In May, the celebrated investigative reporter was first to expose details of the torture at Iraq’s Abu Ghraib prison in a string of New Yorker stories, a feat that bookends a career that took off in 1969 when he exposed the story of American troops who massacred several hundred Vietnamese civilians at My Lai.
For that, he won the Pulitzer Prize.
If Bush is re-elected, Hersh said, he will continue the war no matter the cost, no matter how many Americans or Iraqis are killed.
“Whether it’s through karma or a crusade or divine intervention, whatever reason, for his father even, if re-elected he’s going to continue the war,” Hersh said.

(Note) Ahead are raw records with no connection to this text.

use crate::error::{Result, StudioError};
use std::path::{Path, PathBuf};

// ---------------------------------------------------------------------------
// Constants
// ---------------------------------------------------------------------------

/// Milestone documents live here, relative to the project root.
pub const MILESTONES_DIR: &str = "docs/milestones";
pub const MILESTONE_EXTENSION: &str = "md";

pub const MILESTONES_DIR_ENV: &str = "STUDIO_MILESTONES_DIR";
pub const AUTO_SYNC_ENV: &str = "STUDIO_AUTO_SYNC";

// ---------------------------------------------------------------------------
// Path helpers
// ---------------------------------------------------------------------------

pub fn default_milestones_dir(root: &Path) -> PathBuf {
    root.join(MILESTONES_DIR)
}

/// Expand a leading `~` and make `path` absolute.
///
/// Relative paths are joined onto `cwd`. When the result exists it is
/// canonicalized so symlinks and `..` segments are resolved.
pub fn resolve_override(path: &Path, cwd: &Path) -> Result<PathBuf> {
    let expanded = expand_home(path)?;
    let absolute = if expanded.is_absolute() {
        expanded
    } else {
        cwd.join(expanded)
    };
    Ok(absolute.canonicalize().unwrap_or(absolute))
}

fn expand_home(path: &Path) -> Result<PathBuf> {
    let Ok(rest) = path.strip_prefix("~") else {
        return Ok(path.to_path_buf());
    };
    let home = home::home_dir().ok_or(StudioError::HomeNotFound)?;
    Ok(home.join(rest))
}

pub fn is_milestone_file(path: &Path) -> bool {
    path.extension().is_some_and(|ext| ext == MILESTONE_EXTENSION)
}

// ---------------------------------------------------------------------------
// Tests
// ---------------------------------------------------------------------------
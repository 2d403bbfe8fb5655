//! SSWS token authentication
//!
//! Okta authenticates API requests with an `Authorization: SSWS <token>`
//! header. The token is resolved from the command line or the environment;
//! whether a missing token is fatal is the caller's decision, not this
//! module's.

use reqwest::header::AUTHORIZATION;
use reqwest::RequestBuilder;

/// Environment variable consulted when no token is passed explicitly
pub const TOKEN_ENV_VAR: &str = "OKTA_API_TOKEN";

/// An Okta SSWS API token
#[derive(Clone, PartialEq, Eq)]
pub struct SswsToken(String);

impl SswsToken {
    /// Create a token from a raw string
    pub fn new(token: impl Into<String>) -> Self {
        Self(token.into())
    }

    /// Resolve a token: an explicit value wins, otherwise `OKTA_API_TOKEN`.
    /// Unset or empty sources yield `None`.
    pub fn resolve(explicit: Option<&str>) -> Option<Self> {
        match explicit {
            Some(token) if !token.is_empty() => Some(Self::new(token)),
            _ => Self::from_env(TOKEN_ENV_VAR),
        }
    }

    /// Read a token from an environment variable. Empty counts as absent.
    pub fn from_env(var: &str) -> Option<Self> {
        match std::env::var(var) {
            Ok(value) if !value.is_empty() => Some(Self(value)),
            _ => None,
        }
    }

    /// Decorate a request with the `Authorization: SSWS <token>` header
    pub fn apply(&self, req: RequestBuilder) -> RequestBuilder {
        req.header(AUTHORIZATION, format!("SSWS {}", self.0))
    }
}

// Token values must never reach logs or error messages.
impl std::fmt::Debug for SswsToken {
    fn fmt(&self, f: &mut std::fmt::Formatter<'_>) -> std::fmt::Result {
        f.write_str("SswsToken(***)")
    }
}
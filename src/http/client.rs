//! HTTP client
//!
//! A deliberately small wrapper over reqwest. It knows how to issue one
//! authenticated GET against the identity-provider API and hand back the
//! fully-read body plus response headers; everything about *which* URLs to
//! fetch lives in the pagination module.

use crate::auth::SswsToken;
use crate::error::{Error, Result};
use bytes::Bytes;
use reqwest::header::{HeaderMap, ACCEPT, CONTENT_TYPE, HOST};
use reqwest::Client;
use std::collections::HashMap;
use url::Url;

/// Configuration for the HTTP client
#[derive(Debug, Clone)]
pub struct HttpClientConfig {
    /// Default headers for all requests
    pub default_headers: HashMap<String, String>,
    /// User agent string
    pub user_agent: String,
}

impl Default for HttpClientConfig {
    fn default() -> Self {
        // The upstream API expects these on every request.
        let mut default_headers = HashMap::new();
        default_headers.insert(ACCEPT.to_string(), "application/json".to_string());
        default_headers.insert(CONTENT_TYPE.to_string(), "application/json".to_string());

        Self {
            default_headers,
            user_agent: format!("okta-export/{}", env!("CARGO_PKG_VERSION")),
        }
    }
}

impl HttpClientConfig {
    /// Create a new config builder
    pub fn builder() -> HttpClientConfigBuilder {
        HttpClientConfigBuilder::default()
    }
}

/// Builder for HTTP client config
#[derive(Default)]
pub struct HttpClientConfigBuilder {
    config: HttpClientConfig,
}

impl HttpClientConfigBuilder {
    /// Add a default header
    pub fn header(mut self, key: impl Into<String>, value: impl Into<String>) -> Self {
        self.config.default_headers.insert(key.into(), value.into());
        self
    }

    /// Set user agent
    pub fn user_agent(mut self, agent: impl Into<String>) -> Self {
        self.config.user_agent = agent.into();
        self
    }

    /// Build the config
    pub fn build(self) -> HttpClientConfig {
        self.config
    }
}

/// A fully-read page response. The status code has already been verified as
/// 2xx; the headers are kept for Link-header pagination.
#[derive(Debug)]
pub struct RawPage {
    /// Raw, undecoded response body
    pub body: Bytes,
    /// Response headers
    pub headers: HeaderMap,
}

/// HTTP client for the identity-provider API
pub struct HttpClient {
    client: Client,
    config: HttpClientConfig,
    token: Option<SswsToken>,
}

impl HttpClient {
    /// Create a new HTTP client with default configuration and no token
    pub fn new() -> Self {
        Self::with_config(HttpClientConfig::default())
    }

    /// Create a new HTTP client with custom configuration
    pub fn with_config(config: HttpClientConfig) -> Self {
        // No timeout is configured: the transport default applies, and a hung
        // request blocks the whole export.
        let client = Client::builder()
            .user_agent(&config.user_agent)
            .build()
            .expect("Failed to build HTTP client");

        Self {
            client,
            config,
            token: None,
        }
    }

    /// Create a client that authenticates with an SSWS token
    pub fn with_token(config: HttpClientConfig, token: Option<SswsToken>) -> Self {
        let mut client = Self::with_config(config);
        client.token = token;
        client
    }

    /// Issue a single GET and read the response to completion.
    ///
    /// The `Host` header is derived from the URL's authority; a URL that
    /// cannot be parsed or has no authority is rejected up front. Transport
    /// failures and non-2xx statuses are both fatal; the status error
    /// carries the URL and the already-read body.
    pub async fn get_page(&self, url: &str) -> Result<RawPage> {
        let parsed = Url::parse(url)?;
        let host = host_header(&parsed)?;

        let mut req = self.client.get(parsed);
        for (key, value) in &self.config.default_headers {
            req = req.header(key.as_str(), value.as_str());
        }
        req = req.header(HOST, host);
        if let Some(ref token) = self.token {
            req = token.apply(req);
        }

        let response = req.send().await?;
        let status = response.status().as_u16();
        let headers = response.headers().clone();

        // The body is consumed on every path, success or failure, so the
        // connection is released before the next request is issued.
        let body = response.bytes().await?;

        if !is_success(status) {
            return Err(Error::http_status(
                status,
                url,
                String::from_utf8_lossy(&body).into_owned(),
            ));
        }

        Ok(RawPage { body, headers })
    }
}

impl Default for HttpClient {
    fn default() -> Self {
        Self::new()
    }
}

impl std::fmt::Debug for HttpClient {
    fn fmt(&self, f: &mut std::fmt::Formatter<'_>) -> std::fmt::Result {
        f.debug_struct("HttpClient")
            .field("config", &self.config)
            .field("has_token", &self.token.is_some())
            .finish_non_exhaustive()
    }
}

/// True iff the status code is in [200, 300)
pub fn is_success(status: u16) -> bool {
    (200..300).contains(&status)
}

/// Derive the `Host` header value from a URL's authority component.
///
/// The literal authority string is used (port included when present), not a
/// normalized hostname. URLs without an authority are rejected.
pub fn host_header(url: &Url) -> Result<String> {
    let authority = url.authority();
    if authority.is_empty() {
        return Err(Error::MissingAuthority {
            url: url.to_string(),
        });
    }
    Ok(authority.to_string())
}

“This man did not go to war for oil, for Israel. He went to war because he really believes that he can get democracy going in Iraq. It might take five years, 10 years, I’ve heard people say longer.
“His only option is to increase the bombing to keep the unpopular, unelectable (Iraqi) government in power. He’s going to bomb and bomb and bomb and bomb.”
If there is a second Bush term, Hersh believes European countries — spurred by large and increasingly radical Muslim populations at home and the fact that they are 5,000 kilometres closer to Iraq than the United States is — will band together to be more opposed to American policy than they already are.
“And I think you’re going to see even the Germans say it’s time to remove the United States as the sole interlocutor between Israel and the Palestinians,” Hersh said.
And while he’s betting on Kerry as “the only option,” Hersh hopes the Democratic candidate won’t try to win the war.
In recent stump speeches, Kerry has said he plans to win in Iraq by increasing the role of U.S. special forces and improving the Iraqi military and police, which Hersh dismisses as an impossibility.
“If you want to solve the war, you’ve got to talk to the insurgents, the Baathists and the Shiites,” Hersh said.
Unless Kerry does this — which Hersh admitted will be politically difficult in a Washington that has vowed not to negotiate with terrorists — the insurgency will continue.